Exercise details: Check each line of the material below, and copy it if it holds the string "EventBus".
──────── Data excerpts ────────
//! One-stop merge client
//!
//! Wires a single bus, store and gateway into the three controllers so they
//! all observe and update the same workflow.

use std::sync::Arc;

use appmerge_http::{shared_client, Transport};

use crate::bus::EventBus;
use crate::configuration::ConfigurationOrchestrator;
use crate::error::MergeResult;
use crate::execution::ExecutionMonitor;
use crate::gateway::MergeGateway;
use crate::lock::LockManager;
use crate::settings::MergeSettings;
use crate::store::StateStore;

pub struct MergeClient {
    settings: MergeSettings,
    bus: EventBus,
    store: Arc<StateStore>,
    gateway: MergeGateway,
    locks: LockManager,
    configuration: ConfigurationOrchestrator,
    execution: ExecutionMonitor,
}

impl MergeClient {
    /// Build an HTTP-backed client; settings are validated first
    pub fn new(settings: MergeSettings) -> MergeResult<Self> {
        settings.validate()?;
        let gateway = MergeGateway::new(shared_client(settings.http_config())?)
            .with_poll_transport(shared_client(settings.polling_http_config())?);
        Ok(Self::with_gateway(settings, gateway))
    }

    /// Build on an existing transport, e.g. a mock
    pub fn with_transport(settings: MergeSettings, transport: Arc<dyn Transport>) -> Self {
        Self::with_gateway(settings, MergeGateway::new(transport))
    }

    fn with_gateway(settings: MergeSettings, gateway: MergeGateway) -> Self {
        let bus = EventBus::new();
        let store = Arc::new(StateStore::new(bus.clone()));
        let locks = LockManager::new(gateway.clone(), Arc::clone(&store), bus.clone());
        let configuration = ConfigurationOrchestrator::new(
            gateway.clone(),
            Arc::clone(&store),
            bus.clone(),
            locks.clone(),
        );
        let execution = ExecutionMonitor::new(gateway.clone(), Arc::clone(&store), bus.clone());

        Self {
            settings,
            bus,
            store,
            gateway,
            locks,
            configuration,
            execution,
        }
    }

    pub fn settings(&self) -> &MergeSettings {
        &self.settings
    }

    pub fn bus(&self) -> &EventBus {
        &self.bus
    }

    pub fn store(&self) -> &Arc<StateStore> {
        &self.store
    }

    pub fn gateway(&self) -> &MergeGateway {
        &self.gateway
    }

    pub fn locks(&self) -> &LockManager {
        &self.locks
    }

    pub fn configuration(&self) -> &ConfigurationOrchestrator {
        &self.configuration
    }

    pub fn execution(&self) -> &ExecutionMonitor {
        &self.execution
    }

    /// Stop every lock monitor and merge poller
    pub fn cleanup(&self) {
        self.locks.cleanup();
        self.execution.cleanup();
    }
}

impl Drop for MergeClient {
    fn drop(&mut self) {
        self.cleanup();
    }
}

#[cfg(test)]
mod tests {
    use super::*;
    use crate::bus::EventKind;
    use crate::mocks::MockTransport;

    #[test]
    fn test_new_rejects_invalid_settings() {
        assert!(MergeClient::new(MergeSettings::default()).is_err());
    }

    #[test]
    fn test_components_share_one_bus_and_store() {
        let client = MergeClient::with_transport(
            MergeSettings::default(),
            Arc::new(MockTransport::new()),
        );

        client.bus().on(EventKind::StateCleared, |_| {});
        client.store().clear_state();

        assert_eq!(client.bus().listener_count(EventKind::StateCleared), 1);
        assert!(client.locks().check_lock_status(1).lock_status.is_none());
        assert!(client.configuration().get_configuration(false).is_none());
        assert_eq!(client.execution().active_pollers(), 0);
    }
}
────────
Solution to the problem:
use crate::bus::EventBus;
    bus: EventBus,
        let bus = EventBus::new();
    pub fn bus(&self) -> &EventBus {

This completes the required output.